Rocket Lab Loses Payload After Mission Fails to Reach Orbit

After a perfect lift-off from the rocket lab’s launch site in Mahia Peninsula, New Zealand on Sunday, 5 July, its electron rocket’s payload failed to reach orbit after several minutes of anomaly in flight during the second phase of the vehicle’s burn. Stayed.

Rocket Lab CEO Peter Beck described the mission’s failure as a “difficult day” for the team, and apologized to Spaceflight, Canon Electronics, Planet and In-Space Missions for failing to receive their satellites – Seven in all – in class.

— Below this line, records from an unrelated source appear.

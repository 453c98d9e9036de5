//! Periodic network discovery feeding the device store.
//!
//! Discovery itself is blocking socket I/O, so each sweep runs on the
//! blocking thread pool and its results are upserted into the store keyed by
//! MAC. Newly found devices get an immediate refresh so they show live state
//! without waiting for the next scheduled sweep.

use std::sync::Arc;

use tokio::sync::watch;

use crate::config::CoreConfig;
use crate::error::{CoreError, Result};
use crate::registry::ManagerRegistry;

/// Drives recurring mDNS sweeps and reconciles results into the store
pub struct DiscoveryService {
    registry: Arc<ManagerRegistry>,
    config: CoreConfig,
}

/// Handle to a running discovery loop
pub struct DiscoveryHandle {
    shutdown_tx: watch::Sender<bool>,
    task: tokio::task::JoinHandle<()>,
}

impl DiscoveryHandle {
    /// Stop the loop and wait for it to finish
    pub async fn shutdown(self) {
        let _ = self.shutdown_tx.send(true);
        let _ = self.task.await;
    }
}

impl DiscoveryService {
    pub fn new(registry: Arc<ManagerRegistry>, config: CoreConfig) -> Self {
        Self { registry, config }
    }

    /// Run one discovery sweep and upsert every result.
    ///
    /// Returns the number of controllers that answered. Devices that were
    /// not already known get an immediate refresh.
    pub async fn scan_once(&self) -> Result<usize> {
        let window = self.config.discovery_window;
        let found = tokio::task::spawn_blocking(move || wled_discovery::get_with_timeout(window))
            .await
            .map_err(|e| CoreError::DiscoveryTask(e.to_string()))?;

        let count = found.len();
        let known: std::collections::HashSet<_> = self
            .registry
            .store()
            .devices()
            .into_iter()
            .filter_map(|d| d.mac)
            .collect();

        for device in found {
            let is_new = !known.contains(&device.mac);
            let id = self.registry.store().upsert_discovered(&device);
            if is_new {
                let manager = self.registry.manager_for(&id);
                tokio::spawn(async move {
                    manager.refresh().await;
                });
            }
        }

        tracing::info!(count, "discovery sweep complete");
        Ok(count)
    }

    /// Spawn the periodic discovery loop.
    ///
    /// The first sweep runs immediately; later sweeps follow the configured
    /// interval. Use the returned handle to stop the loop.
    pub fn spawn(self) -> DiscoveryHandle {
        let (shutdown_tx, mut shutdown_rx) = watch::channel(false);

        let task = tokio::spawn(async move {
            let mut interval = tokio::time::interval(self.config.discovery_interval);
            loop {
                tokio::select! {
                    _ = interval.tick() => {
                        if let Err(e) = self.scan_once().await {
                            tracing::warn!(error = %e, "discovery sweep failed");
                        }
                    }
                    _ = shutdown_rx.changed() => {
                        tracing::debug!("discovery service stopping");
                        return;
                    }
                }
            }
        });

        DiscoveryHandle { shutdown_tx, task }
    }
}

#[cfg(test)]
mod tests {
    use super::*;
    use crate::store::DeviceStore;
    use std::time::Duration;
    use wled_api::{HttpTransport, Transport};

    #[tokio::test]
    async fn test_scan_once_on_quiet_network() {
        // With a tiny window on a network with no controllers, the sweep
        // completes quickly and finds nothing.
        let store = Arc::new(DeviceStore::new());
        let transport: Arc<dyn Transport> = Arc::new(HttpTransport::new().unwrap());
        let registry = Arc::new(ManagerRegistry::new(Arc::clone(&store), transport));
        let config = CoreConfig::default().with_discovery_window(Duration::from_millis(50));
        let service = DiscoveryService::new(registry, config);

        let count = service.scan_once().await.unwrap();

        assert_eq!(count, store.len());
    }
}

The exact issue is yet to be established, although Rocket Lab said it happened during the electron’s second stage burn. More information will be provided as it becomes available, the company said.

A live video feed from the electron rocket freezes for about 5 minutes and 45 seconds in flight, and about 45 seconds later a launch operative chants the ominous phrase: “the beginning of an incorrect feedback response”.

“Today’s discrepancy is a reminder that space launch may be inefficient,” it said in a release on its website on Sunday. “The launch team operated with professionalism and expertise to implement systems and processes that safely manage the discrepancy.”

The CEO said that Rocket Lab engineers are now examining the data of the failed mission to “learn from today and prepare for our next mission”.

Sunday’s mission, called “Pics or It Did Regard Happen”, was originally scheduled to launch the day before, but poor weather conditions forced delays.

Rocket Lab was recently enjoying an impressive run of successful missions as it attempts to make an impact in the likes of SpaceX as well as the small satellite launch area.